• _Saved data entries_
• • •
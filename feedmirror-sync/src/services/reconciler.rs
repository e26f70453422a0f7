//! Reconciliation Engine
//!
//! Merges normalized posts into local storage: users, then edges, then posts,
//! in one transaction. Every step is an upsert, so replaying the same feed is
//! a no-op, and nothing is ever deleted.

use feedmirror_common::db::{PhotoField, PhotoRecord, UserField, UserRecord};
use feedmirror_common::{Error, Result};
use serde::Serialize;
use sqlx::SqlitePool;
use std::collections::HashMap;
use std::sync::Arc;

use super::feed_normalizer::{NormalizedPost, UserStub};
use crate::db::{photos, relationships, users};
use crate::upstream::{Friend, Profile};
use crate::utils::retry_on_lock;

/// Rows submitted per reconciliation step
#[derive(Debug, Clone, Copy, Default, PartialEq, Eq, Serialize)]
pub struct ReconcileReport {
    pub users: usize,
    pub edges: usize,
    pub posts: usize,
}

/// One unit of graph writes for a session owner
///
/// Owns all of its rows so a lock retry can replay it from any task.
#[derive(Debug, Default)]
struct GraphWrite {
    owner_id: String,
    /// Owner row, written with every profile field. `None` requires the owner
    /// to exist already.
    owner: Option<UserRecord>,
    users: Vec<UserRecord>,
    targets: Vec<String>,
    photos: Vec<PhotoRecord>,
}

impl GraphWrite {
    fn report(&self) -> ReconcileReport {
        ReconcileReport {
            users: self.users.len() + usize::from(self.owner.is_some()),
            edges: self.targets.len(),
            posts: self.photos.len(),
        }
    }

    /// Returns the number of edges created
    async fn apply(&self, pool: &SqlitePool) -> Result<u64> {
        let mut tx = pool.begin().await?;

        match &self.owner {
            Some(owner) => {
                users::upsert_users(&mut tx, std::slice::from_ref(owner), UserField::PROFILE).await?;
            }
            None => {
                if !users::user_exists(&mut tx, &self.owner_id).await? {
                    return Err(Error::NotFound(format!("session owner {}", self.owner_id)));
                }
            }
        }

        users::upsert_users(&mut tx, &self.users, UserField::DISPLAY).await?;
        let created = relationships::upsert_edges(&mut tx, &self.owner_id, &self.targets).await?;
        photos::upsert_photos(&mut tx, &self.photos, PhotoField::RESYNC).await?;

        tx.commit().await?;
        Ok(created)
    }
}

/// Writes normalized provider data into the Storage Layer
#[derive(Debug, Clone)]
pub struct Reconciler {
    pool: SqlitePool,
    max_lock_wait_ms: u64,
}

impl Reconciler {
    pub fn new(pool: SqlitePool, max_lock_wait_ms: u64) -> Self {
        Self {
            pool,
            max_lock_wait_ms,
        }
    }

    pub fn pool(&self) -> &SqlitePool {
        &self.pool
    }

    /// Reconcile one feed for `session_user_id`
    ///
    /// # Errors
    /// `NotFound` when the session owner has no user row yet (login seeds it);
    /// nothing is written in that case. Storage failures roll the whole pass
    /// back.
    pub async fn reconcile(
        &self,
        posts: &[NormalizedPost],
        session_user_id: &str,
    ) -> Result<ReconcileReport> {
        let write = feed_write(posts, session_user_id);
        let report = write.report();

        let created = self.apply("feed reconcile", write).await?;

        tracing::info!(
            user_id = session_user_id,
            users = report.users,
            edges = report.edges,
            new_edges = created,
            posts = report.posts,
            "Feed reconciled"
        );

        Ok(report)
    }

    /// Seed the session owner at login
    ///
    /// Upserts the owner with every profile field (phone included) and the
    /// self-loop edge, so the feed is reconcilable before any friend is known.
    pub async fn seed_login(&self, profile: &Profile, friends: &[Friend]) -> Result<ReconcileReport> {
        let friend_rows = friend_records(&profile.id, friends);

        let mut targets = vec![profile.id.clone()];
        targets.extend(friend_rows.iter().map(|f| f.id.clone()));

        let write = GraphWrite {
            owner_id: profile.id.clone(),
            owner: Some(UserRecord {
                id: profile.id.clone(),
                username: profile.username.clone(),
                fullname: profile.fullname.clone(),
                phone: profile.phone_number.clone(),
                profile_picture: profile.profile_picture_url(),
            }),
            users: friend_rows,
            targets,
            photos: Vec::new(),
        };
        let report = write.report();

        self.apply("login seed", write).await?;

        tracing::info!(user_id = %profile.id, friends = report.users - 1, "Login graph seeded");

        Ok(report)
    }

    /// Add `friends` of an already seeded owner: users, then edges
    ///
    /// # Errors
    /// `NotFound` when `owner_id` has no user row.
    pub async fn seed_friends(&self, owner_id: &str, friends: &[Friend]) -> Result<ReconcileReport> {
        let friend_rows = friend_records(owner_id, friends);
        let targets = friend_rows.iter().map(|f| f.id.clone()).collect();

        let write = GraphWrite {
            owner_id: owner_id.to_string(),
            owner: None,
            users: friend_rows,
            targets,
            photos: Vec::new(),
        };
        let report = write.report();

        self.apply("friend seed", write).await?;

        Ok(report)
    }

    async fn apply(&self, operation: &'static str, write: GraphWrite) -> Result<u64> {
        let pool = self.pool.clone();
        let write = Arc::new(write);

        retry_on_lock(operation, self.max_lock_wait_ms, move || {
            let pool = pool.clone();
            let write = Arc::clone(&write);
            async move { write.apply(&pool).await }
        })
        .await
    }
}

/// Users for every distinct owner, edges to self and each owner, all posts
fn feed_write(posts: &[NormalizedPost], session_user_id: &str) -> GraphWrite {
    let owners = distinct_owners(posts);

    let mut targets = vec![session_user_id.to_string()];
    targets.extend(
        owners
            .iter()
            .filter(|o| o.id != session_user_id)
            .map(|o| o.id.clone()),
    );

    GraphWrite {
        owner_id: session_user_id.to_string(),
        owner: None,
        users: owners.into_iter().map(stub_to_record).collect(),
        targets,
        photos: posts.iter().map(post_to_record).collect(),
    }
}

fn friend_records(owner_id: &str, friends: &[Friend]) -> Vec<UserRecord> {
    friends
        .iter()
        .filter(|f| f.id != owner_id)
        .map(|f| UserRecord {
            fullname: f.fullname.clone(),
            profile_picture: f.profile_picture_url(),
            ..UserRecord::new(&f.id, &f.username)
        })
        .collect()
}

/// One stub per owner id, in first-seen order; later sightings win
fn distinct_owners(posts: &[NormalizedPost]) -> Vec<&UserStub> {
    let mut order: Vec<&UserStub> = Vec::new();
    let mut index: HashMap<&str, usize> = HashMap::new();

    for post in posts {
        match index.get(post.owner.id.as_str()) {
            Some(&pos) => order[pos] = &post.owner,
            None => {
                index.insert(post.owner.id.as_str(), order.len());
                order.push(&post.owner);
            }
        }
    }

    order
}

fn stub_to_record(stub: &UserStub) -> UserRecord {
    UserRecord {
        fullname: stub.fullname.clone(),
        profile_picture: stub.profile_picture_url.clone(),
        ..UserRecord::new(&stub.id, &stub.username)
    }
}

fn post_to_record(post: &NormalizedPost) -> PhotoRecord {
    PhotoRecord {
        id: post.id.clone(),
        user_id: post.owner.id.clone(),
        date: post.calendar_date,
        taken_at: post.taken_at,
        details: post.details.clone(),
    }
}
• • •
• _Task_
The lines in the entries above that carry the word "info" must be copied.

• _Written response_
        tracing::info!(
        tracing::info!(user_id = %profile.id, friends = report.users - 1, "Login graph seeded");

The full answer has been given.